=== Supplied material ===
-- Opening Marker --

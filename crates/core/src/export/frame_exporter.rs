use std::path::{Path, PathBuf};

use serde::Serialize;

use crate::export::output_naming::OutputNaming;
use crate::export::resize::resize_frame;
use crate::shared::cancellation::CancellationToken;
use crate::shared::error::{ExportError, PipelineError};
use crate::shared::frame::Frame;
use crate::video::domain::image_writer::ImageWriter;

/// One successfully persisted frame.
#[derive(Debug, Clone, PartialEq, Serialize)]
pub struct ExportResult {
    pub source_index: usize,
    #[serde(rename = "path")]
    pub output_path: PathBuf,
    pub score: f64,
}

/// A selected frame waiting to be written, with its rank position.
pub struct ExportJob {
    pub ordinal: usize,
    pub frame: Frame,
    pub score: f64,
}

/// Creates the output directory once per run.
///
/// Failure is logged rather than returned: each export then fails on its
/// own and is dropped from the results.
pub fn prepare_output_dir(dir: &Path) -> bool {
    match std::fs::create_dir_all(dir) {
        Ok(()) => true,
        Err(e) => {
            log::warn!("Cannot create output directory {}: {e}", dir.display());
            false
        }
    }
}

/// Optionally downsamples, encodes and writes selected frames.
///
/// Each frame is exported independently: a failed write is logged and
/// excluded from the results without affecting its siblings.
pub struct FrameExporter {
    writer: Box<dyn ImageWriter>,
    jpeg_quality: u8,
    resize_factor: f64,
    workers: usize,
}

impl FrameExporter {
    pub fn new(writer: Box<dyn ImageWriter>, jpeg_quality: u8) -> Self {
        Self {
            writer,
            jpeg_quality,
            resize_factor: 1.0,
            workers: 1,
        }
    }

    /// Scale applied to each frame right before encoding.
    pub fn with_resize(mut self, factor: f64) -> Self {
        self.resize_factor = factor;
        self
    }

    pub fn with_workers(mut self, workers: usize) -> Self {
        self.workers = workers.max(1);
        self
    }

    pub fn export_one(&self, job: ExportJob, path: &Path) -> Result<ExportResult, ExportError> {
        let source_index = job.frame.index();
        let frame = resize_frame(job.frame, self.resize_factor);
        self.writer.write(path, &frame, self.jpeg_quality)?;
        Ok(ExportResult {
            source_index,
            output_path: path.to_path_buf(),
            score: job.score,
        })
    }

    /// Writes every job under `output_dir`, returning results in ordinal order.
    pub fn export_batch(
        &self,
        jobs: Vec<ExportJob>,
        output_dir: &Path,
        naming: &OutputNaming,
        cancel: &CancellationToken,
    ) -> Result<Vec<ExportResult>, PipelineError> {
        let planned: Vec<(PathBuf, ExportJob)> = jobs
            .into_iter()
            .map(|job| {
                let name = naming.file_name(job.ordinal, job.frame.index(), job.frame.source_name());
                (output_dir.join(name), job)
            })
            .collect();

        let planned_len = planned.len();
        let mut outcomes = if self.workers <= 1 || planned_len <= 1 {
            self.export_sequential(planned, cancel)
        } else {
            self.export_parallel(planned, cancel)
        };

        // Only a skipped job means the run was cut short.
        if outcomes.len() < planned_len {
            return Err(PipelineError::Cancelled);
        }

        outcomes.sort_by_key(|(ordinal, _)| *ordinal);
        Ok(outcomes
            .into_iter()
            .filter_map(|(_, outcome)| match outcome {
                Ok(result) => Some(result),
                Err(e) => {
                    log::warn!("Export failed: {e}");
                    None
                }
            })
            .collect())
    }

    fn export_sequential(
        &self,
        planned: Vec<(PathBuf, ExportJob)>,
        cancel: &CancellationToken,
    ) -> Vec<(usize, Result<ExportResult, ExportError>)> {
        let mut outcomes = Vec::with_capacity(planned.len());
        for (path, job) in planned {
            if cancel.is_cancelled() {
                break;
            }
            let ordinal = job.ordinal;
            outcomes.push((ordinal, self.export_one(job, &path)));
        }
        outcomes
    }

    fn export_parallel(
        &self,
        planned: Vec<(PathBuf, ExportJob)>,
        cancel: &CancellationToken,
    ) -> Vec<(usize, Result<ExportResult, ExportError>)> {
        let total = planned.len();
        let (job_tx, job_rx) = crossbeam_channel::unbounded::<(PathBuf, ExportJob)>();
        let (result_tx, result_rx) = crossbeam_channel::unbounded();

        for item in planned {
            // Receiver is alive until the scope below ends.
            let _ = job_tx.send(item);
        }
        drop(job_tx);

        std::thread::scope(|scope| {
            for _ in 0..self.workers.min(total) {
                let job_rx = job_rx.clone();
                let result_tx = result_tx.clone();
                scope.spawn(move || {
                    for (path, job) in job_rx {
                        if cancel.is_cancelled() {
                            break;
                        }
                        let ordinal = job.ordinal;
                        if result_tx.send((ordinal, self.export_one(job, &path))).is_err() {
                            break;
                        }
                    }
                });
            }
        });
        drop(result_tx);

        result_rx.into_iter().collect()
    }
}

-- Closing Marker --

=== What you should do ===
Say how many lines of the data include the string "logged". Nothing other than the number should be given.

=== Response box ===
2